Assignment -
Working from the records below, repeat exactly the lines starting at the line that contains "queue is empty" and ending at the line that contains "fn filter_key_down(&mut self, key: KeyboardKey, repeat: &mut", inclusive.

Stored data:
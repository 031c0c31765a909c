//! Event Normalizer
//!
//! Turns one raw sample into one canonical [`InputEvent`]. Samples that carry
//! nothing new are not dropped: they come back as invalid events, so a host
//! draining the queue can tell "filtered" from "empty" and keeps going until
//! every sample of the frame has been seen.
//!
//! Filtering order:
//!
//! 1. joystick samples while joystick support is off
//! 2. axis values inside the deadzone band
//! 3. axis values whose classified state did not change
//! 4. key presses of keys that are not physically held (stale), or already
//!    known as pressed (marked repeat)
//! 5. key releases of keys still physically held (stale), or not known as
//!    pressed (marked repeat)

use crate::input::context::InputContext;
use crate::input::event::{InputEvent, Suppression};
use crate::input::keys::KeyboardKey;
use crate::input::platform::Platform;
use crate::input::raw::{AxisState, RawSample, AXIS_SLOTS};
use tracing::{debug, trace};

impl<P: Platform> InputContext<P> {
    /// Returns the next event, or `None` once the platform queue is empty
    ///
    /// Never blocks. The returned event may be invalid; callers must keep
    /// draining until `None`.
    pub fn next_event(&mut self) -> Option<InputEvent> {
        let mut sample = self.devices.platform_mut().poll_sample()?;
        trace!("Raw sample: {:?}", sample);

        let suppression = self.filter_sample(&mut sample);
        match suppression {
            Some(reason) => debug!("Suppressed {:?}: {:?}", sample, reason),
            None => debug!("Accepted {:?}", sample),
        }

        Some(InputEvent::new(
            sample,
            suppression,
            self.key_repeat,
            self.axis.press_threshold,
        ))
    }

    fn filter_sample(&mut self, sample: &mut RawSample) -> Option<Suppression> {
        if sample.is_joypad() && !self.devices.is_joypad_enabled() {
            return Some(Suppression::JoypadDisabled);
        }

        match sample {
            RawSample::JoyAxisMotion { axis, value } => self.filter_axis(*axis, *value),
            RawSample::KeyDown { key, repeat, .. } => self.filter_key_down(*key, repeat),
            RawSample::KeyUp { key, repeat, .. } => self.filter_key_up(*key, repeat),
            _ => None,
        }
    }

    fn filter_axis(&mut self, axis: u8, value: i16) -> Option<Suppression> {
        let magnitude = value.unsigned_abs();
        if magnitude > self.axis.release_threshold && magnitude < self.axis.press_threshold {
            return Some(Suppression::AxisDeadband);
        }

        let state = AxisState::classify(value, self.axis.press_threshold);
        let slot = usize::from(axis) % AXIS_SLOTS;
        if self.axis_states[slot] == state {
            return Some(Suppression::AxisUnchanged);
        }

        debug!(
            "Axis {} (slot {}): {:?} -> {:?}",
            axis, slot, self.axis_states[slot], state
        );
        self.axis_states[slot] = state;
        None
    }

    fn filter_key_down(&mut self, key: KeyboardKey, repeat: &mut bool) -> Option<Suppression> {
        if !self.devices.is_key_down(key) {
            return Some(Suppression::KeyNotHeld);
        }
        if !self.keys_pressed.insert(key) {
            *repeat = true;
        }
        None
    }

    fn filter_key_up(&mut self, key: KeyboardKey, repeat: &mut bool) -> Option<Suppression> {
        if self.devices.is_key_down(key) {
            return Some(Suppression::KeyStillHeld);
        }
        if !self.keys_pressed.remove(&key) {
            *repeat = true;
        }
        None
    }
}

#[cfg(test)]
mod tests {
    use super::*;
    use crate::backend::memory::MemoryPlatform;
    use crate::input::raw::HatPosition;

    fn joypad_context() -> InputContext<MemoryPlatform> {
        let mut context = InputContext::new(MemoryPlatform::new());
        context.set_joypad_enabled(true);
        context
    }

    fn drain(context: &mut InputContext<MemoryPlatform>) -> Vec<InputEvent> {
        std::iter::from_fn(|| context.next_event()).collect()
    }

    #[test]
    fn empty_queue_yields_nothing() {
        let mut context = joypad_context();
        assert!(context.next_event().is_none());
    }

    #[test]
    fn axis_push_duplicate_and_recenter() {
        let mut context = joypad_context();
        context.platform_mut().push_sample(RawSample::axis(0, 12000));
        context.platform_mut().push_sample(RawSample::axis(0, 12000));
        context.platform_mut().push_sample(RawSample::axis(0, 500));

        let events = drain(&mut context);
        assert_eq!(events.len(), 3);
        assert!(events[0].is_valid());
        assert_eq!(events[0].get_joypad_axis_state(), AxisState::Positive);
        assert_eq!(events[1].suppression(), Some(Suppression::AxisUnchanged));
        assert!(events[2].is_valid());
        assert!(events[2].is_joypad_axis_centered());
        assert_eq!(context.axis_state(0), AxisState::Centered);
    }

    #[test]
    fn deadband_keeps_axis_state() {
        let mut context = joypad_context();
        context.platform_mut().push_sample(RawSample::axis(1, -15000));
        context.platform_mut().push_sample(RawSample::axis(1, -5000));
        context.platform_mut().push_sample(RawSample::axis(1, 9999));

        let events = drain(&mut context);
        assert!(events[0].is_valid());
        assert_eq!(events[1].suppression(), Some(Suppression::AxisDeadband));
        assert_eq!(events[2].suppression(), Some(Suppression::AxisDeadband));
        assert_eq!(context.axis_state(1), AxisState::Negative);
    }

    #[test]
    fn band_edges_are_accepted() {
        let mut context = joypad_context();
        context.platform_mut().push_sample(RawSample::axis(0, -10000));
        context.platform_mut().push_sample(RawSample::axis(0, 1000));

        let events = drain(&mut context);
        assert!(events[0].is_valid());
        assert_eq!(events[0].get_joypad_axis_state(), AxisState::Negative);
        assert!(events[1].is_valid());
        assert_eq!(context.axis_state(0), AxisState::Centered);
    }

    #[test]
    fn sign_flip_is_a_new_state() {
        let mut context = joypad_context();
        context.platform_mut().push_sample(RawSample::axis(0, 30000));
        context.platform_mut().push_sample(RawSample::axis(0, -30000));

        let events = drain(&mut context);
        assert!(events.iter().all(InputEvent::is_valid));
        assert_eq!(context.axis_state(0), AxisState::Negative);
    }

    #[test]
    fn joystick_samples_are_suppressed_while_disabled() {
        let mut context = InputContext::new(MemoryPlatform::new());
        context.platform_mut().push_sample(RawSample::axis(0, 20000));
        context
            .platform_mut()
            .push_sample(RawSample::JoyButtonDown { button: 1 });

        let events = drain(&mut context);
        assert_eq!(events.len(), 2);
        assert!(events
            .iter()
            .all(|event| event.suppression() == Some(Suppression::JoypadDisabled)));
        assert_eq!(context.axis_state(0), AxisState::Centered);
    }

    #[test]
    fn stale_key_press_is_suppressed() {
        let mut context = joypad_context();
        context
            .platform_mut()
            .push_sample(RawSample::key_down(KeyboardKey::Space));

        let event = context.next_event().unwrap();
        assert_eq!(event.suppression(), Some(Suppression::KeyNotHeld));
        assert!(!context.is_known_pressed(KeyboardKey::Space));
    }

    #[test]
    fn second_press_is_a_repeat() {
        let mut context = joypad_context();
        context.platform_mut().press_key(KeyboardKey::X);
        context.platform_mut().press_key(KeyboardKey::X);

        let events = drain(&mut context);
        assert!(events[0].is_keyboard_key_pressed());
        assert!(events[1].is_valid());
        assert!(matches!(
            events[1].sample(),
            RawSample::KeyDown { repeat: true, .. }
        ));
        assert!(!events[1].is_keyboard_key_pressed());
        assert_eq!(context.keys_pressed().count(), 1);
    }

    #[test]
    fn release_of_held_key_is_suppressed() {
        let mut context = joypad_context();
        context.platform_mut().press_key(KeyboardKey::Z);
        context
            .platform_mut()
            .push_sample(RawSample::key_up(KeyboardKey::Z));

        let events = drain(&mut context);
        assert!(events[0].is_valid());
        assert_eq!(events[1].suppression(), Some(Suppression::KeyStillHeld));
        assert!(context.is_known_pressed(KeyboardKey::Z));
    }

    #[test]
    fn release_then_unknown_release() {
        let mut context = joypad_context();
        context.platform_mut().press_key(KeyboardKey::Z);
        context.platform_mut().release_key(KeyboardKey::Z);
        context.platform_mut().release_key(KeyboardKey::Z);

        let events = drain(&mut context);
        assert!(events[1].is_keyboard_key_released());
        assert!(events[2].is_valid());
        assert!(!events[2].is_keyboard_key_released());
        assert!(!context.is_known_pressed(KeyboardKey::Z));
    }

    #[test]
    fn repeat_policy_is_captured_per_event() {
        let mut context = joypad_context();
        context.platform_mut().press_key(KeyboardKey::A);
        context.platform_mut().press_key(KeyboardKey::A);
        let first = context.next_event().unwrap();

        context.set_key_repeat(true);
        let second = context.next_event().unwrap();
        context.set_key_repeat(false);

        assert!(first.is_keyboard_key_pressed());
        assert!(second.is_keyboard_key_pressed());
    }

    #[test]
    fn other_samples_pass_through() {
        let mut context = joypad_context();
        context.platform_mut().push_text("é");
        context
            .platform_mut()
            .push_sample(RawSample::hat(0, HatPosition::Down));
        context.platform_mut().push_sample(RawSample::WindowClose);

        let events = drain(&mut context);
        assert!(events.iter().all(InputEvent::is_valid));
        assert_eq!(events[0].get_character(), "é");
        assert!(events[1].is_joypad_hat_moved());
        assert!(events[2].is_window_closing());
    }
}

Exercise output -
    /// Returns the next event, or `None` once the platform queue is empty
    ///
    /// Never blocks. The returned event may be invalid; callers must keep
    /// draining until `None`.
    pub fn next_event(&mut self) -> Option<InputEvent> {
        let mut sample = self.devices.platform_mut().poll_sample()?;
        trace!("Raw sample: {:?}", sample);

        let suppression = self.filter_sample(&mut sample);
        match suppression {
            Some(reason) => debug!("Suppressed {:?}: {:?}", sample, reason),
            None => debug!("Accepted {:?}", sample),
        }

        Some(InputEvent::new(
            sample,
            suppression,
            self.key_repeat,
            self.axis.press_threshold,
        ))
    }

    fn filter_sample(&mut self, sample: &mut RawSample) -> Option<Suppression> {
        if sample.is_joypad() && !self.devices.is_joypad_enabled() {
            return Some(Suppression::JoypadDisabled);
        }

        match sample {
            RawSample::JoyAxisMotion { axis, value } => self.filter_axis(*axis, *value),
            RawSample::KeyDown { key, repeat, .. } => self.filter_key_down(*key, repeat),
            RawSample::KeyUp { key, repeat, .. } => self.filter_key_up(*key, repeat),
            _ => None,
        }
    }

    fn filter_axis(&mut self, axis: u8, value: i16) -> Option<Suppression> {
        let magnitude = value.unsigned_abs();
        if magnitude > self.axis.release_threshold && magnitude < self.axis.press_threshold {
            return Some(Suppression::AxisDeadband);
        }

        let state = AxisState::classify(value, self.axis.press_threshold);
        let slot = usize::from(axis) % AXIS_SLOTS;
        if self.axis_states[slot] == state {
            return Some(Suppression::AxisUnchanged);
        }

        debug!(
            "Axis {} (slot {}): {:?} -> {:?}",
            axis, slot, self.axis_states[slot], state
        );
        self.axis_states[slot] = state;
        None
    }

    fn filter_key_down(&mut self, key: KeyboardKey, repeat: &mut bool) -> Option<Suppression> {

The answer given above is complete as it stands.